'''
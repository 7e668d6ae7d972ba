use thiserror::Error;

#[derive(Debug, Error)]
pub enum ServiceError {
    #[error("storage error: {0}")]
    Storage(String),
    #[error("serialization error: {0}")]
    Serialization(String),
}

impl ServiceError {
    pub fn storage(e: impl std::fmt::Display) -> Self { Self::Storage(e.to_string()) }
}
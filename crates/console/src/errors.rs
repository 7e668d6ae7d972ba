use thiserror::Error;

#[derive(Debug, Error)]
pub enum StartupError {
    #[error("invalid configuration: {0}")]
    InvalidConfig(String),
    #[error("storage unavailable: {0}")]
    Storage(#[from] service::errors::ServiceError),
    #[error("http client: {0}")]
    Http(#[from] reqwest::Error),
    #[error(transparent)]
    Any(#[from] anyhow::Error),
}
'''
*Task instructions*: Every word in the records must appear in your copy exactly as it does above.

*Result*:
repository 7e668d6ae7d972ba
use thiserror::Error;

#[derive(Debug, Error)]
pub enum ServiceError {
    #[error("storage error: {0}")]
    Storage(String),
    #[error("serialization error: {0}")]
    Serialization(String),
}

impl ServiceError {
    pub fn storage(e: impl std::fmt::Display) -> Self { Self::Storage(e.to_string()) }
}
filename crates/console/src/errors.rs
repository 7e668d6ae7d972ba
use thiserror::Error;

#[derive(Debug, Error)]
pub enum StartupError {
    #[error("invalid configuration: {0}")]
    InvalidConfig(String),
    #[error("storage unavailable: {0}")]
    Storage(#[from] service::errors::ServiceError),
    #[error("http client: {0}")]
    Http(#[from] reqwest::Error),
    #[error(transparent)]
    Any(#[from] anyhow::Error),
}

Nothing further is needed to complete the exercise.